ACTION ITEM. Present an exact copy of each line below.

Segment Open

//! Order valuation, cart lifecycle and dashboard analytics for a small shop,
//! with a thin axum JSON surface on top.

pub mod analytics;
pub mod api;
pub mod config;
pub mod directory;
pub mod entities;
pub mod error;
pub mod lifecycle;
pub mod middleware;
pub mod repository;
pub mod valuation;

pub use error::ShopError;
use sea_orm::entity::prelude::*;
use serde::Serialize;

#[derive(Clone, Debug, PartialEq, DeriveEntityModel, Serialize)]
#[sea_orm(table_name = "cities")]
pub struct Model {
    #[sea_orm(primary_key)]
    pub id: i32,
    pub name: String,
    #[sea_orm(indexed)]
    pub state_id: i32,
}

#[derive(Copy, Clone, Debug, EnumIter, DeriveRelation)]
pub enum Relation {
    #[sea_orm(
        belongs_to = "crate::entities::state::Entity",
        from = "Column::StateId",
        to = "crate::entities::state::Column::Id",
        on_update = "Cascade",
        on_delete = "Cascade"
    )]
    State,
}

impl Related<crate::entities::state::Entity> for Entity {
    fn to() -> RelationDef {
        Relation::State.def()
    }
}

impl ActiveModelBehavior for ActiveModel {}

Segment Closed

EXERCISE RESPONSE.
//! Order valuation, cart lifecycle and dashboard analytics for a small shop,
//! with a thin axum JSON surface on top.

pub mod analytics;
pub mod api;
pub mod config;
pub mod directory;
pub mod entities;
pub mod error;
pub mod lifecycle;
pub mod middleware;
pub mod repository;
pub mod valuation;

pub use error::ShopError;
use sea_orm::entity::prelude::*;
use serde::Serialize;

#[derive(Clone, Debug, PartialEq, DeriveEntityModel, Serialize)]
#[sea_orm(table_name = "cities")]
pub struct Model {
    #[sea_orm(primary_key)]
    pub id: i32,
    pub name: String,
    #[sea_orm(indexed)]
    pub state_id: i32,
}

#[derive(Copy, Clone, Debug, EnumIter, DeriveRelation)]
pub enum Relation {
    #[sea_orm(
        belongs_to = "crate::entities::state::Entity",
        from = "Column::StateId",
        to = "crate::entities::state::Column::Id",
        on_update = "Cascade",
        on_delete = "Cascade"
    )]
    State,
}

impl Related<crate::entities::state::Entity> for Entity {
    fn to() -> RelationDef {
        Relation::State.def()
    }
}

impl ActiveModelBehavior for ActiveModel {}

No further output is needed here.